Well, as I already wrote: the information can be retrieved by using preview.sty and/or dvipng, easily. dvipng has command line options for writing out the ascender/descender information, and preview.sty will output the interesting information if you just use the "lyx" option.
David Kastrup wrote:
Brion Vibber brion@pobox.com writes:
Well, if we can get the height in pixels of the image (easy) _and_ the Y-pixel position in the image of the baseline (????) it might be
Well, as I already wrote: the information can be retrieved by using preview.sty and/or dvipng, easily. dvipng has command line options for writing out the ascender/descender information, and preview.sty will output the interesting information if you just use the "lyx" option.
Saying it's easy is nice, providing code to do it is better. ;)
I might try looking into it when I get a chance, but my hands are pretty full already.
-- brion vibber (brion @ pobox.com)
Brion Vibber brion@pobox.com writes:
David Kastrup wrote:
Brion Vibber brion@pobox.com writes:
Well, if we can get the height in pixels of the image (easy) _and_ the Y-pixel position in the image of the baseline (????) it might be
Well, as I already wrote: the information can be retrieved by using preview.sty and/or dvipng, easily. dvipng has command line options for writing out the ascender/descender information, and preview.sty will output the interesting information if you just use the "lyx" option.
Saying it's easy is nice, providing code to do it is better. ;)
What do you mean, "to do it"?
With preview.sty, the output is written into a single line, starting with a unique keyword phrase, followed by four integers (the number of the image, relevant width, depth and height) in the units of scaled TeX points (of which there are exactly 65781.76 per Postscript point).
That _is_ the code to do it. Its output is a single identifiable line of complete trivially parseable ASCII.
Something like
Preview: Snippet 3 13200342 455360 36455
And then there is another line of completely trivially parseable ASCII (keyword and 4 numbers) that tells the size of the border.
Something like
Preview: Tightpage 32891 32891 32891 32891
If you did not change the border sizes yourself (and no LaTeX code outside of your control did), the numbers are fixed: 0.50001 PostScript points on each side. So you need not even parse that information.
Extracting these lines from the .log file or the terminal output is a matter of matching with
^Preview: Snippet ([0-9]+) ([0-9]+) ([0-9]+) ([0-9]+)
and then using the \1 \2 \3 \4, with whatever matcher/processor you happen to be working with.
Really, I am at a loss at what "code" to show for that. It should be a one-liner in most scripting languages.
David Kastrup wrote:
Brion Vibber brion@pobox.com writes:
Saying it's easy is nice, providing code to do it is better. ;)
What do you mean, "to do it"?
He means, send us a patch to the MediaWiki software that implements your suggestion.
With preview.sty, the output is written into a single line,
Either I'm dumb, or you have never mentioned how to get it (what anyway? dvips or what?) to output this "single line".

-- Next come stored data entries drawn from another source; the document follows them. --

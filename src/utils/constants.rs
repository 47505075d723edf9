/// Primary workbook id columns
pub const YEAR_COLUMN: &str = "Year";
pub const SECTOR_COLUMN: &str = "Economic Sector";

/// Selector labels for the aggregate options
pub const ALL_REGIONS_LABEL: &str = "All provinces";
pub const ALL_SECTORS_LABEL: &str = "All sectors";

/// Scenario keywords used by the delta heatmap
pub const REFERENCE_KEYWORD: &str = "reference";
pub const ADDITIONAL_KEYWORD: &str = "additional";

/// Canonical scenario names
pub const REFERENCE_CASE: &str = "Reference Case";
pub const ADDITIONAL_MEASURES_CASE: &str = "Additional Measures Case";

/// Secondary workbook defaults
pub const DEFAULT_NATIONAL_SCENARIO: &str = "National total";
pub const TOTAL_TOKENS: &[&str] = &[
    "total",
    "totals",
    "grand total",
    "total emissions",
    "national total",
    "all sectors",
];

/// Year preselected when the workbook covers it
pub const DEFAULT_TARGET_YEAR: i32 = 2030;

/// File names
pub const DEFAULT_PRIMARY_WORKBOOK: &str = "Tab2_detailed_GHG_emissions_GES_detaillees_EN.xlsx";
pub const DEFAULT_CONFIG_FILE: &str = "ghg";
pub const ENV_PREFIX: &str = "GHG";

/// Output defaults
pub const DEFAULT_OUTPUT_DIR: &str = "output";
pub const DEFAULT_CHART_WIDTH: u32 = 1024;
pub const DEFAULT_CHART_HEIGHT: u32 = 640;
pub const DEFAULT_ROW_GROUP_SIZE: usize = 10000;

/// Parquet compression options
pub const COMPRESSION_SNAPPY: &str = "snappy";
pub const COMPRESSION_GZIP: &str = "gzip";
pub const COMPRESSION_LZ4: &str = "lz4";
pub const COMPRESSION_ZSTD: &str = "zstd";
pub const COMPRESSION_NONE: &str = "none";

It should be a one-liner in most scripting languages.
Often the difficult thing is not to write the one line, but to figure out where in the code to put it.
Additionally, you're forgetting that the LaTeX is (obviously) not rendered and re-rendered and re-re-rendered for every single pageview. The images are cached. Hence you would also need to come up with a way to cache these extra values, and then tell the parser to output them in the right place.

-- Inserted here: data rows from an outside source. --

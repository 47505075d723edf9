use std::collections::{BTreeMap, BTreeSet, HashMap};
use std::fmt;

use crate::models::{DeltaGrid, EmissionTable, Sector, Selection};
use crate::processors::column_discovery::longest_match;
use crate::utils::constants::{ADDITIONAL_KEYWORD, REFERENCE_KEYWORD};

/// Why the delta heatmap could not be built.
#[derive(Debug, Clone, PartialEq)]
pub struct DeltaUnavailable {
    pub missing_keywords: Vec<&'static str>,
    pub available: Vec<String>,
}

impl fmt::Display for DeltaUnavailable {
    fn fmt(&self, f: &mut fmt::Formatter<'_>) -> fmt::Result {
        write!(
            f,
            "no scenario matching \"{}\"; available scenarios: [{}]",
            self.missing_keywords.join("\", \""),
            self.available.join(", ")
        )
    }
}

/// Pick the reference and additional-measures scenarios out of `scenarios`.
pub fn locate_delta_scenarios(
    scenarios: &[String],
) -> std::result::Result<(String, String), DeltaUnavailable> {
    let reference = longest_match(scenarios, REFERENCE_KEYWORD);
    let additional = longest_match(scenarios, ADDITIONAL_KEYWORD);

    match (reference, additional) {
        (Some(reference), Some(additional)) => Ok((reference.to_string(), additional.to_string())),
        (reference, additional) => {
            let mut missing_keywords = Vec::new();
            if reference.is_none() {
                missing_keywords.push(REFERENCE_KEYWORD);
            }
            if additional.is_none() {
                missing_keywords.push(ADDITIONAL_KEYWORD);
            }
            Err(DeltaUnavailable {
                missing_keywords,
                available: scenarios.to_vec(),
            })
        }
    }
}

/// Sector × year grid of `additional - reference` for the selected region.
///
/// Scenarios are pivoted into columns per (year, sector) cell, summing
/// duplicates. A cell is `None` when either scenario has no value there.
pub fn scenario_delta(
    table: &EmissionTable,
    selection: &Selection,
) -> std::result::Result<DeltaGrid, DeltaUnavailable> {
    let (reference, additional) = locate_delta_scenarios(&table.scenarios())?;

    let mut pivot: BTreeMap<(Sector, i32), HashMap<&str, f64>> = BTreeMap::new();
    for entry in table.sector_records() {
        let record = entry.record;
        if !selection.region.matches(&record.region) {
            continue;
        }
        if record.scenario != reference && record.scenario != additional {
            continue;
        }
        if let Some((year, value)) = record.value_point() {
            *pivot
                .entry((entry.sector, year))
                .or_default()
                .entry(record.scenario.as_str())
                .or_insert(0.0) += value;
        }
    }

    let sectors: Vec<Sector> = pivot
        .keys()
        .map(|(sector, _)| *sector)
        .collect::<BTreeSet<_>>()
        .into_iter()
        .collect();
    let years: Vec<i32> = pivot
        .keys()
        .map(|(_, year)| *year)
        .collect::<BTreeSet<_>>()
        .into_iter()
        .collect();

    let cells = sectors
        .iter()
        .map(|sector| {
            years
                .iter()
                .map(|year| {
                    let columns = pivot.get(&(*sector, *year))?;
                    let reference_value = columns.get(reference.as_str())?;
                    let additional_value = columns.get(additional.as_str())?;
                    Some(additional_value - reference_value)
                })
                .collect()
        })
        .collect();

    Ok(DeltaGrid {
        reference_scenario: reference,
        additional_scenario: additional,
        sectors,
        years,
        cells,
    })
}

Programming that in PHP into the MediaWiki software is what Brion meant by "the code to do it".
Timwi
Timwi timwi@gmx.net writes:
David Kastrup wrote:
Brion Vibber brion@pobox.com writes:
Saying it's easy is nice, providing code to do it is better. ;)

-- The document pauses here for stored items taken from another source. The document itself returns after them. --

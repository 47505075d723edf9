pub mod aggregator;
pub mod column_discovery;
pub mod integrity_checker;
pub mod national_summary;
pub mod normalizer;
pub mod scenario_delta;

pub use aggregator::{region_snapshot, sector_breakdown, sector_snapshot, trend};
pub use column_discovery::{
    discover_columns, longest_match, ColumnMatch, DiscoveryReport, DiscoveryRule, SemanticField,
    NATIONAL_RULES,
};
pub use integrity_checker::{DuplicateKey, IntegrityChecker, IntegrityReport};
pub use national_summary::{canonical_scenario, NationalSummaryProcessor};
pub use normalizer::{coerce_emissions, coerce_year, Normalizer};
pub use scenario_delta::{locate_delta_scenarios, scenario_delta, DeltaUnavailable};
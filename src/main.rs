use anyhow::{Context, Result};
use clap::Parser;
use ghg_processor::cli::{run, Cli};
use std::fs::File;
use std::path::Path;
use std::sync::Mutex;
use tracing_subscriber::EnvFilter;

fn main() -> Result<()> {
    let cli = Cli::parse();
    init_logging(cli.verbose, cli.log_file.as_deref())?;
    run(cli)?;
    Ok(())
}

/// `RUST_LOG` wins; otherwise warnings only, or debug with `--verbose`.
fn init_logging(verbose: bool, log_file: Option<&Path>) -> Result<()> {
    let default_level = if verbose { "ghg_processor=debug,info" } else { "warn" };
    let filter =
        EnvFilter::try_from_default_env().unwrap_or_else(|_| EnvFilter::new(default_level));
    let builder = tracing_subscriber::fmt().with_env_filter(filter);

    match log_file {
        Some(path) => {
            let file = File::create(path)
                .with_context(|| format!("Failed to create log file {}", path.display()))?;
            builder.with_ansi(false).with_writer(Mutex::new(file)).init();
        }
        None => builder.with_writer(std::io::stderr).init(),
    }

    Ok(())
}
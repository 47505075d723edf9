pub mod cli;
pub mod config;
pub mod dashboard;
pub mod error;
pub mod models;
pub mod processors;
pub mod readers;
pub mod utils;
pub mod writers;

pub use error::{ProcessingError, Result};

What do you mean, "to do it"?
He means, send us a patch to the MediaWiki software that implements your suggestion.
Since I don't even know what language your converters are written in, this would be hard to do.
With preview.sty, the output is written into a single line,
Either I'm dumb, or you have never mentioned how to get it (what anyway? dvips or what?) to output this "single line".
Pass the "lyx" option to the preview package. I won't go looking for Message Ids.
It should be a one-liner in most scripting languages.
Often the difficult thing is not to write the one line, but to figure out where in the code to put it.
Right. This is the reason that I was telling the people that supposedly know the code about this possibility.
Additionally, you're forgetting that the LaTeX is (obviously) not rendered and re-rendered and re-re-rendered for every single pageview.
I am not forgetting anything. Obviously, the rendered final HTML (which includes the ascender information, as well as the image dimensions, as well as math rendered into HTML instead of PNG) has to get cached somewhere already now. Whether the images can be cached depends on whether you want to go for the image-size-fits-browser-font-size hacks of Jan-Åke, or just render at a fixed size. Since dvipng is rather light on resources and can even be run continuously, it would be quite feasible to cache the .dvi files (which are size independent) and rerender the png dynamically.
But of course you need not implement everything at once. Just replacing your current image generating process (which already _is_ there) with a dvipng-based process would be a start.
The images are cached. Hence you would also need to come up with a way to cache these extra values, and then tell the parser to output them in the right place.
Does that mean that the Wiki pages are created dynamically each time and only the images get cached? The usual HTML specifications _strongly_ recommend that the image dimensions are specified already in the HTML so that the page layout engine needs not relayout the page every time an image download completes. So in case you are _not_ already caching the image dimensions, it might be an idea to do so.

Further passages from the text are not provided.